**Your goal:**
For the records below, print the lines from the line with "itself so it" through the line with "for batch in" exactly as written; include both end lines and exclude the rest.

**Information provided:**

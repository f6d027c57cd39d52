//! Sweep orchestration: batches over the (α, λ) grid, network repeats, and
//! simulation repeats, with one independently seeded RNG stream per α row.

use crate::config::{ConfigError, SweepConfig};
use crate::dynamics::{self, Census};
use crate::graph;
use crate::utils::rng::worker_rng;
use rayon::prelude::*;

/// Four-dimensional count store, indexed [α][λ][repeat][time], one per
/// compartment. Flat row-major storage so a whole repeat series is one
/// contiguous slice.
#[derive(Debug, Clone)]
pub struct ResultTensor {
    n_alpha: usize,
    n_lambda: usize,
    n_rep: usize,
    n_time: usize,
    data: Vec<u32>,
}

impl ResultTensor {
    pub fn new(n_alpha: usize, n_lambda: usize, n_rep: usize, n_time: usize) -> Self {
        Self {
            n_alpha,
            n_lambda,
            n_rep,
            n_time,
            data: vec![0; n_alpha * n_lambda * n_rep * n_time],
        }
    }

    pub fn dims(&self) -> (usize, usize, usize, usize) {
        (self.n_alpha, self.n_lambda, self.n_rep, self.n_time)
    }

    #[inline]
    fn offset(&self, a: usize, l: usize, rep: usize) -> usize {
        ((a * self.n_lambda + l) * self.n_rep + rep) * self.n_time
    }

    pub fn get(&self, a: usize, l: usize, rep: usize, t: usize) -> u32 {
        self.data[self.offset(a, l, rep) + t]
    }

    /// Time series of one repeat.
    pub fn series(&self, a: usize, l: usize, rep: usize) -> &[u32] {
        let base = self.offset(a, l, rep);
        &self.data[base..base + self.n_time]
    }

    fn series_mut(&mut self, a: usize, l: usize, rep: usize) -> &mut [u32] {
        let base = self.offset(a, l, rep);
        &mut self.data[base..base + self.n_time]
    }
}

/// Everything one batch produces: one tensor per compartment plus the grid
/// points abandoned because no connected graph appeared within the attempt
/// budget (their tensor cells stay zero).
#[derive(Debug, Clone)]
pub struct BatchResult {
    pub susceptible: ResultTensor,
    pub adopted_a: ResultTensor,
    pub adopted_b: ResultTensor,
    pub recovered_a: ResultTensor,
    pub recovered_b: ResultTensor,
    pub skipped: Vec<(usize, usize)>,
}

/// Work product of one α row, assembled into tensors on the calling thread.
struct AlphaRow {
    /// `censuses[l * total_repeats + rep]`, `None` for abandoned grid points.
    censuses: Vec<Option<Census>>,
    skipped_lambda: Vec<usize>,
}

fn run_alpha_row(
    cfg: &SweepConfig,
    alpha: f64,
    lambda_values: &[f64],
    seed: u64,
    a_idx: usize,
    on_grid_point: &(dyn Fn() + Sync),
) -> AlphaRow {
    let mut rng = worker_rng(seed, a_idx);
    let total = cfg.total_repeats();
    let mut censuses: Vec<Option<Census>> = Vec::with_capacity(lambda_values.len() * total);
    let mut skipped_lambda = Vec::new();

    for (l_idx, &lambda) in lambda_values.iter().enumerate() {
        let params = cfg.sim_params(alpha, lambda);
        let mut point: Vec<Option<Census>> = vec![None; total];
        let mut abandoned = false;

        'network: for net in 0..cfg.network_repeats {
            let g = match graph::generate_connected(
                &mut rng,
                cfg.n_vertices,
                cfg.average_degree,
                cfg.max_graph_attempts,
            ) {
                Ok(g) => g,
                Err(_) => {
                    abandoned = true;
                    break 'network;
                }
            };
            for sim in 0..cfg.sim_repeats {
                let census = dynamics::run(&g, &params, &mut rng);
                point[net * cfg.sim_repeats + sim] = Some(census);
            }
        }

        if abandoned {
            // Abort the whole grid point, partial repeats included.
            point = vec![None; total];
            skipped_lambda.push(l_idx);
        }
        censuses.extend(point);
        on_grid_point();
    }

    AlphaRow {
        censuses,
        skipped_lambda,
    }
}

/// One batch over the full grid. α rows run in parallel; each derives its own
/// RNG stream from `master_seed` and `batch_index`, so results are
/// reproducible regardless of thread scheduling.
pub fn run_batch(
    cfg: &SweepConfig,
    alpha_values: &[f64],
    lambda_values: &[f64],
    master_seed: u64,
    batch_index: usize,
    on_grid_point: &(dyn Fn() + Sync),
) -> BatchResult {
    let batch_seed = master_seed.wrapping_add((batch_index as u64).wrapping_mul(0xA24BAED4963EE407));
    let rows: Vec<AlphaRow> = alpha_values
        .par_iter()
        .enumerate()
        .map(|(a_idx, &alpha)| {
            run_alpha_row(cfg, alpha, lambda_values, batch_seed, a_idx, on_grid_point)
        })
        .collect();

    let (n_alpha, n_lambda) = (alpha_values.len(), lambda_values.len());
    let total = cfg.total_repeats();
    let n_time = cfg.max_time + 1;
    let mut result = BatchResult {
        susceptible: ResultTensor::new(n_alpha, n_lambda, total, n_time),
        adopted_a: ResultTensor::new(n_alpha, n_lambda, total, n_time),
        adopted_b: ResultTensor::new(n_alpha, n_lambda, total, n_time),
        recovered_a: ResultTensor::new(n_alpha, n_lambda, total, n_time),
        recovered_b: ResultTensor::new(n_alpha, n_lambda, total, n_time),
        skipped: Vec::new(),
    };

    for (a_idx, row) in rows.into_iter().enumerate() {
        for l_idx in row.skipped_lambda {
            result.skipped.push((a_idx, l_idx));
        }
        for (slot, census) in row.censuses.into_iter().enumerate() {
            let census = match census {
                Some(c) => c,
                None => continue,
            };
            let (l_idx, rep) = (slot / total, slot % total);
            result
                .susceptible
                .series_mut(a_idx, l_idx, rep)
                .copy_from_slice(&census.susceptible);
            result
                .adopted_a
                .series_mut(a_idx, l_idx, rep)
                .copy_from_slice(&census.adopted_a);
            result
                .adopted_b
                .series_mut(a_idx, l_idx, rep)
                .copy_from_slice(&census.adopted_b);
            result
                .recovered_a
                .series_mut(a_idx, l_idx, rep)
                .copy_from_slice(&census.recovered_a);
            result
                .recovered_b
                .series_mut(a_idx, l_idx, rep)
                .copy_from_slice(&census.recovered_b);
        }
    }
    result
}

/// Validate, then run every batch in sequence. Convenience entry point used
/// by tests and simple callers; the driver binary loops batches itself so it
/// can write each one out before starting the next.
pub fn run_sweep(cfg: &SweepConfig, master_seed: u64) -> Result<Vec<BatchResult>, ConfigError> {
    cfg.validate()?;
    let alpha_values = cfg.alpha_grid.values();
    let lambda_values = cfg.lambda_grid.values();
    let mut batches = Vec::with_capacity(cfg.batches);
    for batch in 1..=cfg.batches {
        batches.push(run_batch(
            cfg,
            &alpha_values,
            &lambda_values,
            master_seed,
            batch,
            &|| {},
        ));
    }
    Ok(batches)
}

**Output below:**
/// by tests and simple callers; the driver binary loops batches itself so it
/// can write each one out before starting the next.
pub fn run_sweep(cfg: &SweepConfig, master_seed: u64) -> Result<Vec<BatchResult>, ConfigError> {
    cfg.validate()?;
    let alpha_values = cfg.alpha_grid.values();
    let lambda_values = cfg.lambda_grid.values();
    let mut batches = Vec::with_capacity(cfg.batches);
    for batch in 1..=cfg.batches {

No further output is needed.